Recognizing that the future technical and information technology workforce increasingly needs to be prepared for a data-driven work environment, Yahoo! is enabling students and faculty at Rutgers to learn how to analyze huge data sets and advance research on such platforms.
This type of training will make possible the analysis of troves of data crawled from the Web, data from and about social networks, data about protein structures, and multimedia data including massive amounts of video and audio -- data measured in petabytes. (One petabyte = 1,000,000 gigabytes.)
Yahoo! awarded Mor Naaman, assistant professor of library and information science at the School of Communication and Information, a $10,000 award as part of its Faculty Research and Engagement Program. Naaman will also receive access to the search engine company’s datasets -- an immense amount of information from search queries, Twitter, and other Internet applications.

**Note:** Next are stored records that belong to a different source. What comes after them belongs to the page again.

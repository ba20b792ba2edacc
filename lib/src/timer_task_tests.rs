use core::ffi::{c_int, c_void};
use core::ptr;
use core::sync::atomic::{AtomicU32, Ordering};

use crate::clock;
use crate::timer_task::{
    timer_task_active_count, timer_task_cancel, timer_task_due, timer_task_init,
    timer_task_run_due, timer_task_schedule_ms, timer_task_schedule_ticks,
};

static FIRED: AtomicU32 = AtomicU32::new(0);
static SEQUENCE: AtomicU32 = AtomicU32::new(0);

fn fire(_ctx: *mut c_void) {
    FIRED.fetch_add(1, Ordering::Relaxed);
}

fn fire_tagged(ctx: *mut c_void) {
    let tag = ctx as usize as u32;
    let prev = SEQUENCE.load(Ordering::Relaxed);
    SEQUENCE.store((prev << 4) | tag, Ordering::Relaxed);
}

fn advance_ticks(n: u32) {
    for _ in 0..n {
        clock::clock_tick();
    }
}

pub fn test_timer_one_shot_fires_once() -> c_int {
    timer_task_init();
    FIRED.store(0, Ordering::Relaxed);

    let id = timer_task_schedule_ticks(2, 0, fire, ptr::null_mut());
    if id == 0 {
        return -1;
    }
    if timer_task_due() {
        return -1;
    }

    advance_ticks(2);
    if !timer_task_due() {
        return -1;
    }
    timer_task_run_due();
    timer_task_run_due();

    if FIRED.load(Ordering::Relaxed) != 1 {
        return -1;
    }
    if timer_task_active_count() != 0 {
        return -1;
    }
    0
}

pub fn test_timer_periodic_reschedules() -> c_int {
    timer_task_init();
    FIRED.store(0, Ordering::Relaxed);

    let id = timer_task_schedule_ticks(1, 3, fire, ptr::null_mut());
    if id == 0 {
        return -1;
    }

    advance_ticks(1);
    timer_task_run_due();
    advance_ticks(3);
    timer_task_run_due();

    if FIRED.load(Ordering::Relaxed) != 2 {
        return -1;
    }
    if timer_task_active_count() != 1 {
        return -1;
    }
    if !timer_task_cancel(id) {
        return -1;
    }
    if timer_task_active_count() != 0 {
        return -1;
    }
    0
}

pub fn test_timer_due_order() -> c_int {
    timer_task_init();
    SEQUENCE.store(0, Ordering::Relaxed);

    // Scheduled out of order; the earlier due tick must fire first.
    if timer_task_schedule_ticks(5, 0, fire_tagged, 2 as *mut c_void) == 0 {
        return -1;
    }
    if timer_task_schedule_ticks(2, 0, fire_tagged, 1 as *mut c_void) == 0 {
        return -1;
    }

    advance_ticks(5);
    timer_task_run_due();

    if SEQUENCE.load(Ordering::Relaxed) != 0x12 {
        return -1;
    }
    0
}

pub fn test_timer_cancel_unknown_id() -> c_int {
    timer_task_init();
    if timer_task_cancel(0) {
        return -1;
    }
    if timer_task_cancel(0xDEAD) {
        return -1;
    }
    0
}

pub fn test_timer_ms_conversion_clamps() -> c_int {
    // Sub-tick delays round up to one tick at any frequency.
    if clock::ms_to_ticks(0) != 1 {
        return -1;
    }
    if clock::ms_to_ticks(1) != 1 {
        return -1;
    }

    // At the default 100 Hz, a second is exactly 100 ticks and 1005 ms
    // rounds up to 101.
    let hz = clock::tick_frequency();
    if hz == 100 {
        if clock::ms_to_ticks(1000) != 100 {
            return -1;
        }
        if clock::ms_to_ticks(1005) != 101 {
            return -1;
        }
    }
    0
}

pub fn test_timer_ms_schedule_allocates() -> c_int {
    timer_task_init();
    FIRED.store(0, Ordering::Relaxed);

    let id = timer_task_schedule_ms(10, 0, fire, ptr::null_mut());
    if id == 0 {
        return -1;
    }
    if timer_task_active_count() != 1 {
        return -1;
    }
    timer_task_cancel(id);
    0
}

crate::define_test_suite!(
    timer_task,
    [
        test_timer_one_shot_fires_once,
        test_timer_periodic_reschedules,
        test_timer_due_order,
        test_timer_cancel_unknown_id,
        test_timer_ms_conversion_clamps,
        test_timer_ms_schedule_allocates,
    ]
);
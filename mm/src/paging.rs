//! Identity-mapped paging for the single address space.
//!
//! The kernel owns one page directory. RAM is identity-mapped with 4 MiB
//! pages (PSE); the framebuffer is mapped on demand, write-combining when
//! the PAT is available and uncacheable otherwise. `virt_to_phys` is the
//! walk the syscall layer uses to validate user pointers, so it must agree
//! with exactly what was mapped — nothing is assumed mapped that the
//! directory does not say is mapped.

use core::arch::asm;
use core::sync::atomic::{AtomicBool, Ordering};

use orion_lib::IrqMutex;
use orion_lib::klog_info;

pub const PAGE_SIZE: u32 = 4096;
const PAGE_SIZE_4M: u32 = 4 * 1024 * 1024;
const ENTRIES: usize = 1024;

bitflags::bitflags! {
    #[derive(Clone, Copy)]
    pub struct PageFlags: u32 {
        const PRESENT = 1 << 0;
        const RW = 1 << 1;
        const USER = 1 << 2;
        const WRITE_THROUGH = 1 << 3;
        /// Cache disable; the UC fallback for the framebuffer.
        const PCD = 1 << 4;
        /// 4 MiB page (PDE only, requires PSE).
        const LARGE = 1 << 7;
        /// PAT bit of a 4 MiB PDE (bit 12); selects the WC entry we program.
        const PAT_LARGE = 1 << 12;
    }
}

#[repr(C, align(4096))]
struct PageDirectory {
    entries: [u32; ENTRIES],
}

impl PageDirectory {
    const fn zeroed() -> Self {
        Self {
            entries: [0; ENTRIES],
        }
    }
}

static DIRECTORY: IrqMutex<PageDirectory> = IrqMutex::new(PageDirectory::zeroed());
static PAT_WC: AtomicBool = AtomicBool::new(false);
static PAGING_ON: AtomicBool = AtomicBool::new(false);

fn cpu_has_pat() -> bool {
    let edx: u32;
    unsafe {
        // CPUID leaf 1. ebx is LLVM-reserved on x86, so shuffle through esi.
        asm!(
            "mov esi, ebx",
            "cpuid",
            "mov ebx, esi",
            inout("eax") 1u32 => _,
            out("ecx") _,
            out("edx") edx,
            out("esi") _,
        );
    }
    edx & (1 << 16) != 0
}

/// Program PAT entry 1 to write-combining so `PAT_LARGE` PDEs resolve to WC.
fn pat_enable_wc() {
    const IA32_PAT: u32 = 0x277;
    unsafe {
        let (mut lo, hi): (u32, u32);
        asm!("rdmsr", in("ecx") IA32_PAT, out("eax") lo, out("edx") hi);
        // Entry 1 (PCD=0, PWT=1): 0x01 = write-combining.
        lo = (lo & !0x0000_FF00) | 0x0000_0100;
        asm!("wrmsr", in("ecx") IA32_PAT, in("eax") lo, in("edx") hi);
    }
}

/// Build the identity map and turn paging on.
///
/// # Safety
///
/// Must run once, on the boot CPU, before any user process exists. The
/// kernel image, heap, and stack must all live below `ram_bytes`.
pub unsafe fn paging_init(ram_bytes: u64) {
    let wc = cpu_has_pat();
    if wc {
        pat_enable_wc();
    }
    PAT_WC.store(wc, Ordering::Relaxed);

    let dir_phys;
    {
        let mut dir = DIRECTORY.lock();
        let limit = ram_bytes.min(u32::MAX as u64 + 1) as u64;
        let mut addr: u64 = 0;
        while addr < limit {
            let index = (addr as u32 / PAGE_SIZE_4M) as usize;
            dir.entries[index] = (addr as u32)
                | (PageFlags::PRESENT | PageFlags::RW | PageFlags::USER | PageFlags::LARGE).bits();
            addr += PAGE_SIZE_4M as u64;
        }
        dir_phys = dir.entries.as_ptr() as u32;
    }

    // CR4.PSE on, CR3 = directory, CR0.PG on.
    asm!(
        "mov eax, cr4",
        "or eax, 0x10",
        "mov cr4, eax",
        "mov cr3, {dir:e}",
        "mov eax, cr0",
        "or eax, 0x80000000",
        "mov cr0, eax",
        dir = in(reg) dir_phys,
        out("eax") _,
    );
    PAGING_ON.store(true, Ordering::Release);

    klog_info!(
        "PAGING: identity map up to {} MiB, PAT WC {}",
        ram_bytes / (1024 * 1024),
        if wc { "on" } else { "off" }
    );
}

fn flush_tlb() {
    unsafe {
        asm!("mov eax, cr3", "mov cr3, eax", out("eax") _);
    }
}

/// Identity-map a physical range as device memory (framebuffer): WC when
/// the PAT is available, UC otherwise. Range is widened to 4 MiB bounds.
pub fn map_device_range(phys: u64, size: u64) -> bool {
    if phys == 0 || size == 0 || phys > u32::MAX as u64 {
        return false;
    }
    let end = phys + size;
    if end > u32::MAX as u64 + 1 {
        return false;
    }

    let mut flags = PageFlags::PRESENT | PageFlags::RW | PageFlags::USER | PageFlags::LARGE;
    if PAT_WC.load(Ordering::Relaxed) {
        flags |= PageFlags::WRITE_THROUGH | PageFlags::PAT_LARGE;
    } else {
        flags |= PageFlags::PCD;
    }

    {
        let mut dir = DIRECTORY.lock();
        let start = (phys as u32) & !(PAGE_SIZE_4M - 1);
        let mut addr = start as u64;
        while addr < end {
            let index = (addr as u32 / PAGE_SIZE_4M) as usize;
            dir.entries[index] = (addr as u32) | flags.bits();
            addr += PAGE_SIZE_4M as u64;
        }
    }

    if PAGING_ON.load(Ordering::Acquire) {
        flush_tlb();
    }
    true
}

/// Walk the directory. Returns the physical address backing `virt`, or
/// `None` when the covering entry is not present.
pub fn virt_to_phys(virt: u32) -> Option<u32> {
    let dir = DIRECTORY.lock();
    let pde = dir.entries[(virt / PAGE_SIZE_4M) as usize];
    if pde & PageFlags::PRESENT.bits() == 0 {
        return None;
    }
    if pde & PageFlags::LARGE.bits() != 0 {
        return Some((pde & !(PAGE_SIZE_4M - 1)) | (virt & (PAGE_SIZE_4M - 1)));
    }

    // Small-page path: the table itself is identity-mapped.
    let table = (pde & !(PAGE_SIZE - 1)) as *const u32;
    let pte = unsafe { *table.add(((virt / PAGE_SIZE) % ENTRIES as u32) as usize) };
    if pte & PageFlags::PRESENT.bits() == 0 {
        return None;
    }
    Some((pte & !(PAGE_SIZE - 1)) | (virt & (PAGE_SIZE - 1)))
}

pub fn pat_wc_enabled() -> bool {
    PAT_WC.load(Ordering::Relaxed)
}
//! PATA PIO backend: two channels, master/slave each.
//!
//! LBA28 only, polled status, bounded spins. The block map above resolves
//! drive ids to positions here; this module only knows its four slots.

use orion_abi::fs::DRIVE_MODEL_MAX;
use orion_lib::io::Port;
use orion_lib::ports::{ATA_PRIMARY_CTRL, ATA_PRIMARY_IO, ATA_SECONDARY_CTRL, ATA_SECONDARY_IO};
use orion_lib::{IrqMutex, klog_info};

pub const ATA_SLOTS: usize = 4;

const REG_DATA: u16 = 0;
const REG_SECCOUNT: u16 = 2;
const REG_LBA_LO: u16 = 3;
const REG_LBA_MID: u16 = 4;
const REG_LBA_HI: u16 = 5;
const REG_DRIVE: u16 = 6;
const REG_COMMAND: u16 = 7;
const REG_STATUS: u16 = 7;

const CMD_READ_SECTORS: u8 = 0x20;
const CMD_WRITE_SECTORS: u8 = 0x30;
const CMD_CACHE_FLUSH: u8 = 0xE7;
const CMD_IDENTIFY: u8 = 0xEC;

const STATUS_POLL_LIMIT: u32 = 1_000_000;

bitflags::bitflags! {
    #[derive(Clone, Copy, PartialEq, Eq)]
    pub struct AtaStatus: u8 {
        const ERR = 1 << 0;
        const DRQ = 1 << 3;
        const DF = 1 << 5;
        const RDY = 1 << 6;
        const BSY = 1 << 7;
    }
}

#[derive(Clone, Copy)]
struct AtaSlot {
    present: bool,
    sector_count: u32,
    model: [u8; DRIVE_MODEL_MAX],
}

impl AtaSlot {
    const fn empty() -> Self {
        Self {
            present: false,
            sector_count: 0,
            model: [0; DRIVE_MODEL_MAX],
        }
    }
}

static SLOTS: IrqMutex<[AtaSlot; ATA_SLOTS]> = IrqMutex::new([AtaSlot::empty(); ATA_SLOTS]);

fn channel_ports(slot: usize) -> (u16, u16) {
    if slot < 2 {
        (ATA_PRIMARY_IO, ATA_PRIMARY_CTRL)
    } else {
        (ATA_SECONDARY_IO, ATA_SECONDARY_CTRL)
    }
}

fn is_slave(slot: usize) -> bool {
    slot % 2 == 1
}

fn status(io: u16) -> AtaStatus {
    AtaStatus::from_bits_retain(unsafe { Port::<u8>::new(io + REG_STATUS).read() })
}

fn wait_not_busy(io: u16) -> bool {
    for _ in 0..STATUS_POLL_LIMIT {
        if !status(io).contains(AtaStatus::BSY) {
            return true;
        }
        core::hint::spin_loop();
    }
    false
}

fn wait_drq(io: u16) -> bool {
    for _ in 0..STATUS_POLL_LIMIT {
        let st = status(io);
        if st.contains(AtaStatus::ERR) || st.contains(AtaStatus::DF) {
            return false;
        }
        if !st.contains(AtaStatus::BSY) && st.contains(AtaStatus::DRQ) {
            return true;
        }
        core::hint::spin_loop();
    }
    false
}

fn select(io: u16, slot: usize, lba: u32) {
    let drive_bits = 0xE0 | ((is_slave(slot) as u8) << 4) | (((lba >> 24) & 0x0F) as u8);
    unsafe {
        Port::<u8>::new(io + REG_DRIVE).write(drive_bits);
    }
    // Settle delay: four status reads.
    for _ in 0..4 {
        let _ = status(io);
    }
}

fn identify(slot: usize, out: &mut AtaSlot) -> bool {
    let (io, _ctrl) = channel_ports(slot);

    select(io, slot, 0);
    unsafe {
        Port::<u8>::new(io + REG_SECCOUNT).write(0);
        Port::<u8>::new(io + REG_LBA_LO).write(0);
        Port::<u8>::new(io + REG_LBA_MID).write(0);
        Port::<u8>::new(io + REG_LBA_HI).write(0);
        Port::<u8>::new(io + REG_COMMAND).write(CMD_IDENTIFY);
    }

    let st = status(io);
    if st.bits() == 0 || st.bits() == 0xFF {
        return false;
    }
    if !wait_not_busy(io) {
        return false;
    }
    // ATAPI answers with a signature instead of DRQ data.
    let mid = unsafe { Port::<u8>::new(io + REG_LBA_MID).read() };
    let hi = unsafe { Port::<u8>::new(io + REG_LBA_HI).read() };
    if mid != 0 || hi != 0 {
        return false;
    }
    if !wait_drq(io) {
        return false;
    }

    let mut words = [0u16; 256];
    let data = Port::<u16>::new(io + REG_DATA);
    for word in words.iter_mut() {
        *word = unsafe { data.read() };
    }

    out.sector_count = ((words[61] as u32) << 16) | words[60] as u32;
    // Model string: words 27..46, bytes swapped within each word.
    let mut model = [0u8; DRIVE_MODEL_MAX];
    for i in 0..20 {
        let w = words[27 + i];
        model[i * 2] = (w >> 8) as u8;
        model[i * 2 + 1] = (w & 0xFF) as u8;
    }
    let trimmed = orion_lib::string::trim(&model);
    orion_lib::string::copy_into_padded(&mut out.model, trimmed);
    out.present = out.sector_count > 0;
    out.present
}

/// Probe all four positions once at boot.
pub fn init() {
    let mut found = 0;
    let mut slots = SLOTS.lock();
    for (i, slot) in slots.iter_mut().enumerate() {
        let mut probed = AtaSlot::empty();
        if identify(i, &mut probed) {
            *slot = probed;
            found += 1;
        }
    }
    drop(slots);
    klog_info!("ATA: {} drive(s) present", found);
}

pub fn present(slot: usize) -> bool {
    slot < ATA_SLOTS && SLOTS.lock()[slot].present
}

pub fn sector_count(slot: usize) -> u32 {
    if slot >= ATA_SLOTS {
        return 0;
    }
    SLOTS.lock()[slot].sector_count
}

pub fn model(slot: usize, out: &mut [u8]) -> bool {
    if slot >= ATA_SLOTS {
        return false;
    }
    let slots = SLOTS.lock();
    if !slots[slot].present {
        return false;
    }
    orion_lib::string::copy_into_padded(out, orion_lib::string::trim(&slots[slot].model));
    true
}

fn issue_command(slot: usize, lba: u32, count: u32, command: u8) -> Option<u16> {
    if slot >= ATA_SLOTS || count == 0 || count > 256 {
        return None;
    }
    let (io, _ctrl) = channel_ports(slot);

    if !wait_not_busy(io) {
        return None;
    }
    select(io, slot, lba);
    unsafe {
        // A register value of 0 means 256 sectors.
        Port::<u8>::new(io + REG_SECCOUNT).write((count & 0xFF) as u8);
        Port::<u8>::new(io + REG_LBA_LO).write((lba & 0xFF) as u8);
        Port::<u8>::new(io + REG_LBA_MID).write(((lba >> 8) & 0xFF) as u8);
        Port::<u8>::new(io + REG_LBA_HI).write(((lba >> 16) & 0xFF) as u8);
        Port::<u8>::new(io + REG_COMMAND).write(command);
    }
    Some(io)
}

fn transfer_read(slot: usize, lba: u32, count: u32, buf: &mut [u8]) -> bool {
    let Some(io) = issue_command(slot, lba, count, CMD_READ_SECTORS) else {
        return false;
    };
    let data = Port::<u16>::new(io + REG_DATA);
    for sector in 0..count as usize {
        if !wait_drq(io) {
            return false;
        }
        let dst = &mut buf[sector * 512..sector * 512 + 512];
        for pair in dst.chunks_exact_mut(2) {
            let word = unsafe { data.read() };
            pair.copy_from_slice(&word.to_le_bytes());
        }
    }
    true
}

fn transfer_write(slot: usize, lba: u32, count: u32, buf: &[u8]) -> bool {
    let Some(io) = issue_command(slot, lba, count, CMD_WRITE_SECTORS) else {
        return false;
    };
    let data = Port::<u16>::new(io + REG_DATA);
    for sector in 0..count as usize {
        if !wait_drq(io) {
            return false;
        }
        let src = &buf[sector * 512..sector * 512 + 512];
        for pair in src.chunks_exact(2) {
            let word = u16::from_le_bytes([pair[0], pair[1]]);
            unsafe { data.write(word) };
        }
    }
    unsafe { Port::<u8>::new(io + REG_COMMAND).write(CMD_CACHE_FLUSH) };
    wait_not_busy(io)
}

/// Absolute sector read. `count == 0` means 256.
pub fn read(slot: usize, lba: u32, count: u32, buf: &mut [u8]) -> bool {
    let count = if count == 0 { 256 } else { count };
    if buf.len() < count as usize * 512 {
        return false;
    }
    transfer_read(slot, lba, count, buf)
}

/// Absolute sector write. `count == 0` means 256.
pub fn write(slot: usize, lba: u32, count: u32, buf: &[u8]) -> bool {
    let count = if count == 0 { 256 } else { count };
    if buf.len() < count as usize * 512 {
        return false;
    }
    transfer_write(slot, lba, count, buf)
}

pub fn flush(slot: usize) -> bool {
    if slot >= ATA_SLOTS || !present(slot) {
        return false;
    }
    let (io, _ctrl) = channel_ports(slot);
    if !wait_not_busy(io) {
        return false;
    }
    select(io, slot, 0);
    unsafe { Port::<u8>::new(io + REG_COMMAND).write(CMD_CACHE_FLUSH) };
    wait_not_busy(io)
}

Yahoo! also contributed $2,500 to develop the data science laboratory at the SC&I LAIR Lab (Laboratory for Advanced Information Research).
This support will help us train researchers and students in big paradigms emerging from data and machine science,” Naaman said. “Companies are interested in people that know how to work with big data. This type of training can point students in the direction of 21st century jobs."
To further support data science research initiatives and education, Yahoo! donated 50 computing servers that are housed in the Department of Computer Science at Rutgers. The servers are set up in an Apache Hadoop cluster, a production application that makes possible the analysis of large data sets. The company uses such clusters (at a much larger scale) in its own tools.
“Yahoo is all about big – we reach at least 700 million users,” said Ken Schmidt, director of Yahoo! Academic Relations. “In a day we could easily acquire a petabyte of information – searches, chats, conversation. All of that amounts to a lot of information, and the research that Mor is doing can pave the way to a more personalized web experience.”
Another way the company is fostering academic collaboration with Rutgers around the topic of data science is through the Yahoo! Data Sciences Seminar, where speakers from various academic institutions and from industry visit Rutgers to talk about a wide range of data science topics. “It creates a broader community that links scientists and academic researchers,” Schmidt said.